"Hurrah for Jackson!" rent the air. Looking around for
a moment into ten thousand upturned and exultant human faces, the
President-elect removed his hat, took the manuscript of his address
from his pocket, and read it with great dignity. When he had
finished, Chief Justice Marshall administered the oath, and as the
President, bending over the sacred Book, touched it with his lips,
there arose such a shout as was never before heard in Washington,
followed by the thunder of cannons, from two light batteries near
by, echoed by the cannon at the Navy Yard and at the Arsenal. The
crowd surged toward the platform, and had it not been that a ship's
cable had been stretched across the portico steps would have captured
their beloved leader. As it was, he shook hands with hundreds,
and it was with some difficulty that he could be escorted back to
his carriage and along Pennsylvania Avenue to the White House.

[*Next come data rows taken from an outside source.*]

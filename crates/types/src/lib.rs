//! Validated primitive types shared across the Arogith crates.
//!
//! Each type here is a thin newtype over `String` whose constructor enforces an invariant, so
//! downstream code can hold a `NationalId` or `PhoneNumber` without re-checking it.

/// Number of digits in an Aadhaar national identity number.
pub const NATIONAL_ID_DIGITS: usize = 12;

/// Number of digits in a mobile phone number.
pub const PHONE_DIGITS: usize = 10;

/// Errors that can occur when creating validated text types.
#[derive(Debug, Clone, PartialEq, Eq, thiserror::Error)]
pub enum TextError {
    /// The input text was empty or contained only whitespace
    #[error("Text cannot be empty")]
    Empty,
    /// The input contained something other than ASCII digits
    #[error("must contain only digits")]
    NonDigit,
    /// The input had the wrong number of digits
    #[error("must be {expected} digits (got {actual})")]
    WrongLength { expected: usize, actual: usize },
}

/// A string type that guarantees non-empty content.
///
/// This type wraps a `String` and ensures it contains at least one non-whitespace character.
/// The input is automatically trimmed of leading and trailing whitespace during construction.
#[derive(Debug, Clone, PartialEq, Eq)]
pub struct NonEmptyText(String);

impl NonEmptyText {
    /// Creates a new `NonEmptyText` from the given input.
    ///
    /// Returns `Err(TextError::Empty)` if the trimmed input is empty.
    pub fn new(input: impl AsRef<str>) -> Result<Self, TextError> {
        let trimmed = input.as_ref().trim();
        if trimmed.is_empty() {
            return Err(TextError::Empty);
        }
        Ok(Self(trimmed.to_owned()))
    }

    /// Returns the inner string as a string slice.
    pub fn as_str(&self) -> &str {
        &self.0
    }
}

fn exact_digits(input: &str, expected: usize) -> Result<String, TextError> {
    if input.is_empty() {
        return Err(TextError::Empty);
    }
    if !input.bytes().all(|b| b.is_ascii_digit()) {
        return Err(TextError::NonDigit);
    }
    if input.len() != expected {
        return Err(TextError::WrongLength {
            expected,
            actual: input.len(),
        });
    }
    Ok(input.to_owned())
}

/// A 12-digit Aadhaar number.
///
/// No whitespace or separators are accepted; callers strip formatting before parsing.
#[derive(Debug, Clone, PartialEq, Eq, Hash)]
pub struct NationalId(String);

impl NationalId {
    /// Parses a national ID consisting of exactly 12 ASCII digits.
    pub fn parse(input: impl AsRef<str>) -> Result<Self, TextError> {
        exact_digits(input.as_ref(), NATIONAL_ID_DIGITS).map(Self)
    }

    /// Returns `true` when `input` would parse as a national ID.
    pub fn is_valid(input: &str) -> bool {
        Self::parse(input).is_ok()
    }

    pub fn as_str(&self) -> &str {
        &self.0
    }
}

/// A 10-digit phone number.
#[derive(Debug, Clone, PartialEq, Eq, Hash)]
pub struct PhoneNumber(String);

impl PhoneNumber {
    /// Parses a phone number consisting of exactly 10 ASCII digits.
    pub fn parse(input: impl AsRef<str>) -> Result<Self, TextError> {
        exact_digits(input.as_ref(), PHONE_DIGITS).map(Self)
    }

    pub fn as_str(&self) -> &str {
        &self.0
    }
}

macro_rules! text_newtype_impls {
    ($ty:ty, $ctor:path) => {
        impl std::fmt::Display for $ty {
            fn fmt(&self, f: &mut std::fmt::Formatter<'_>) -> std::fmt::Result {
                write!(f, "{}", self.0)
            }
        }

        impl AsRef<str> for $ty {
            fn as_ref(&self) -> &str {
                &self.0
            }
        }

        impl serde::Serialize for $ty {
            fn serialize<S>(&self, serializer: S) -> Result<S::Ok, S::Error>
            where
                S: serde::Serializer,
            {
                serializer.serialize_str(&self.0)
            }
        }

        impl<'de> serde::Deserialize<'de> for $ty {
            fn deserialize<D>(deserializer: D) -> Result<Self, D::Error>
            where
                D: serde::Deserializer<'de>,
            {
                let s = String::deserialize(deserializer)?;
                $ctor(&s).map_err(serde::de::Error::custom)
            }
        }
    };
}

text_newtype_impls!(NonEmptyText, NonEmptyText::new);
text_newtype_impls!(NationalId, NationalId::parse);
text_newtype_impls!(PhoneNumber, PhoneNumber::parse);
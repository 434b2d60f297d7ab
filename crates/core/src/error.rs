use crate::backend::BackendError;
use crate::validation::ValidationErrors;

#[derive(Debug, thiserror::Error)]
pub enum IntakeError {
    #[error("invalid input: {0}")]
    InvalidInput(String),
    #[error("validation failed: {0}")]
    ValidationFailure(ValidationErrors),
    #[error("{0}")]
    NameMismatch(String),
    #[error("national ID verification unavailable: {0}")]
    VerificationUnavailable(#[source] BackendError),
    #[error("a patient with national ID {0} already exists")]
    DuplicateNationalId(String),
    #[error("no visits found for patient {0}")]
    NoVisits(String),
    #[error("backend response did not include a patient id")]
    MissingPatientId,
    #[error("visit record has no visit id")]
    MissingVisitId,
    #[error("{0} is required")]
    MissingCredential(&'static str),
    #[error("Nurse ID not found")]
    UnknownNurse,
    #[error("Incorrect password")]
    WrongPassword,
    #[error("login rejected: {0}")]
    LoginRejected(String),

    #[error("backend error: {0}")]
    Backend(#[from] BackendError),
}

impl IntakeError {
    /// Whether the error must be resolved by the operator before the form can be submitted.
    pub fn is_blocking(&self) -> bool {
        matches!(
            self,
            IntakeError::ValidationFailure(_)
                | IntakeError::NameMismatch(_)
                | IntakeError::DuplicateNationalId(_)
        )
    }
}

pub type IntakeResult<T> = std::result::Result<T, IntakeError>;
//! # Arogith Core
//!
//! Client-side business logic for the Arogith patient intake workflow.
//!
//! This crate contains pure data operations and the workflow that drives them:
//! - Intake form state ([`PatientDraft`]) updated through reducer transitions
//! - Reconciliation of alias-inconsistent backend JSON into [`PatientRecord`] / [`VisitRecord`]
//! - Matching a draft against an Aadhaar-verified record
//! - Validation, registration, dashboard filtering, the visit summary and nurse login
//!
//! **No transport concerns**: the backend is reached only through the [`PatientBackend`] trait.
//! The HTTP implementation lives in `api-client`.

pub mod auth;
pub mod backend;
pub mod config;
pub mod constants;
pub mod dashboard;
pub mod draft;
mod error;
pub mod matching;
pub mod reconcile;
pub mod registration;
pub mod summary;
pub mod validation;

pub use auth::{AuthService, LoginResponse, Nurse};
pub use backend::{BackendError, BackendResult, PatientBackend};
pub use config::ClientConfig;
pub use dashboard::{DashboardTab, PatientSummary};
pub use draft::{DraftAction, DraftField, PatientDraft};
pub use error::{IntakeError, IntakeResult};
pub use matching::MatchResult;
pub use reconcile::{PatientRecord, VisitRecord};
pub use registration::{RegistrationService, SubmissionKind, SubmissionOutcome, Verification};
pub use summary::VisitSummary;
pub use validation::{FormMode, ValidatedPatient, ValidationErrors};
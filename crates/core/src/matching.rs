//! Matching a draft against an Aadhaar-verified backend record.

use crate::constants::NAME_MISMATCH_REASON;
use crate::draft::PatientDraft;
use crate::reconcile::PatientRecord;
use serde::Serialize;

/// Outcome of comparing a draft with the record stored for its national ID.
#[derive(Debug, Clone, PartialEq, Eq, Serialize)]
#[serde(tag = "result", content = "reason", rename_all = "camelCase")]
pub enum MatchResult {
    /// No record exists; the draft is a new patient.
    NoExistingRecord,
    /// A record exists and the draft's name and surname agree with it.
    Matches,
    /// A record exists and the names disagree. Submission must be blocked.
    Conflicts(String),
}

impl MatchResult {
    pub fn is_conflict(&self) -> bool {
        matches!(self, MatchResult::Conflicts(_))
    }

    /// The conflict message, if any.
    pub fn conflict_reason(&self) -> Option<&str> {
        match self {
            MatchResult::Conflicts(reason) => Some(reason),
            _ => None,
        }
    }
}

/// Compare the draft's name and surname with a stored record.
///
/// Comparison is case-insensitive. An empty draft field matches anything; an empty stored
/// field never matches a non-empty draft field. A draft with neither name nor surname always
/// matches.
pub fn compare_names(draft: &PatientDraft, record: &PatientRecord) -> MatchResult {
    let agrees = |entered: &str, stored: &str| {
        entered.is_empty() || (!stored.is_empty() && entered.to_lowercase() == stored.to_lowercase())
    };

    if agrees(&draft.name, &record.name) && agrees(&draft.surname, &record.surname) {
        MatchResult::Matches
    } else {
        MatchResult::Conflicts(NAME_MISMATCH_REASON.to_string())
    }
}

/// Reconcile a draft with the outcome of an existence check.
///
/// Returns the autofilled draft and the match result. With no record the draft is returned
/// unchanged.
pub fn reconcile_existing(
    draft: PatientDraft,
    record: Option<&PatientRecord>,
) -> (PatientDraft, MatchResult) {
    match record {
        None => (draft, MatchResult::NoExistingRecord),
        Some(record) => {
            let result = compare_names(&draft, record);
            (autofill(draft, record, &result), result)
        }
    }
}

/// Copy stored values into the draft according to `result`.
///
/// Phone, guardian name and blood group always come from the record. A draft with neither name
/// nor surname takes every personal field. Otherwise gender, age and address are taken only
/// when the names match.
pub(crate) fn autofill(
    mut draft: PatientDraft,
    record: &PatientRecord,
    result: &MatchResult,
) -> PatientDraft {
    draft.phone = record.phone.clone();
    draft.guardian_name = record.guardian_name.clone();
    draft.blood_group = record.blood_group.clone();

    if draft.name.is_empty() && draft.surname.is_empty() {
        draft.surname = record.surname.clone();
        draft.name = record.name.clone();
        draft.gender = record.gender.clone();
        draft.age = record.age.clone();
        draft.address = record.address.clone();
    } else if !result.is_conflict() {
        draft.gender = record.gender.clone();
        draft.age = record.age.clone();
        draft.address = record.address.clone();
    }
    draft
}
//! Nurse login and logout.

use crate::backend::PatientBackend;
use crate::constants::{NURSE_STATUS_ACTIVE, NURSE_STATUS_INACTIVE};
use crate::{IntakeError, IntakeResult};
use serde::{Deserialize, Serialize};

/// The authenticated operator.
#[derive(Debug, Clone, PartialEq, Eq, Serialize, Deserialize)]
pub struct Nurse {
    #[serde(alias = "nurseId")]
    pub nurse_id: String,
    #[serde(default)]
    pub name: String,
    #[serde(default, skip_serializing_if = "Option::is_none")]
    pub email: Option<String>,
    #[serde(default, skip_serializing_if = "Option::is_none")]
    pub role: Option<String>,
    #[serde(default, skip_serializing_if = "Option::is_none")]
    pub status: Option<String>,
}

/// Body returned by `POST /auth/login`, on success and on rejection alike.
#[derive(Debug, Clone, PartialEq, Eq, Serialize, Deserialize)]
pub struct LoginResponse {
    pub success: bool,
    #[serde(default, skip_serializing_if = "Option::is_none")]
    pub nurse: Option<Nurse>,
    #[serde(default, skip_serializing_if = "Option::is_none")]
    pub error: Option<String>,
    #[serde(default, skip_serializing_if = "Option::is_none")]
    pub message: Option<String>,
}

/// Login flow against a [`PatientBackend`].
pub struct AuthService<B> {
    backend: B,
}

impl<B: PatientBackend> AuthService<B> {
    pub fn new(backend: B) -> Self {
        Self { backend }
    }

    /// Authenticate a nurse.
    ///
    /// On success the nurse is marked `Active`. That status update is best effort: a failure is
    /// logged and does not fail the login. Returns `None` when the backend accepts the
    /// credentials but sends no nurse details.
    ///
    /// # Errors
    ///
    /// - [`IntakeError::MissingCredential`] if either field is empty.
    /// - [`IntakeError::UnknownNurse`] / [`IntakeError::WrongPassword`] for the backend's
    ///   `invalid_nurse_id` / `invalid_password` codes.
    /// - [`IntakeError::LoginRejected`] for any other rejection.
    /// - [`IntakeError::Backend`] if the backend could not be reached.
    pub async fn login(&self, nurse_id: &str, password: &str) -> IntakeResult<Option<Nurse>> {
        let nurse_id = nurse_id.trim();
        if nurse_id.is_empty() {
            return Err(IntakeError::MissingCredential("Nurse ID"));
        }
        if password.is_empty() {
            return Err(IntakeError::MissingCredential("Password"));
        }

        let response = self.backend.login(nurse_id, password).await?;
        if !response.success {
            tracing::info!(
                nurse_id,
                error = response.error.as_deref().unwrap_or("unknown"),
                "login rejected"
            );
            return Err(match response.error.as_deref() {
                Some("invalid_nurse_id") => IntakeError::UnknownNurse,
                Some("invalid_password") => IntakeError::WrongPassword,
                _ => IntakeError::LoginRejected(response.message.unwrap_or_else(|| {
                    "Authentication failed. Please try again.".to_string()
                })),
            });
        }

        let Some(nurse) = response.nurse else {
            tracing::warn!(nurse_id, "login succeeded but no nurse data was returned");
            return Ok(None);
        };

        self.mark(&nurse, NURSE_STATUS_ACTIVE).await;
        tracing::info!(nurse_id = %nurse.nurse_id, "nurse logged in");
        Ok(Some(nurse))
    }

    /// Mark the nurse `INActive`. Failures are logged only.
    pub async fn logout(&self, nurse: &Nurse) {
        self.mark(nurse, NURSE_STATUS_INACTIVE).await;
        tracing::info!(nurse_id = %nurse.nurse_id, "nurse logged out");
    }

    async fn mark(&self, nurse: &Nurse, status: &str) {
        if let Err(err) = self.backend.set_nurse_status(&nurse.nurse_id, status).await {
            tracing::warn!(nurse_id = %nurse.nurse_id, status, "failed to update nurse status: {err}");
        }
    }
}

Meanwhile Mr. Adams, who had refused to participate in the pageant,
was taking his usual constitutional horseback exercise when the
thunders of the cannon reached his ears and notified him that he
was again a private citizen.
The broad sidewalks of Pennsylvania Avenue were again packed as
the procession returned from the Capitol. "I never saw such a
crowd," wrote Daniel Webster to a friend. "Persons have come five
hundred miles to see General Jackson, and they really seem to think
that the country is rescued from some dreadful danger." Hunters
of Kentucky and Indian fighters of Tennessee, with sturdy frontiersmen
from the Northwest, were mingled in the throng with the more cultured
dwellers on the Atlantic slope.
On their arrival at the White House, the motley crowd clamored for
refreshments and soon drained the barrels of punch, which had been
prepared, in drinking to the health of the new Chief Magistrate.
A great deal of china and glassware was broken, and the East Room
was filled with a noisy mob. At one time General Jackson, who had
retreated until he stood with his back against the wall, was
protected by a number of his friends, who formed a living barrier
about him. Such a scene had never before been witnessed at the
White House, and the aristocratic old Federalists saw, to their
disgust, men whose boots were covered with the red mud of the
unpaved streets standing on the damask satin-covered chairs to get
a sight at the President of their choice.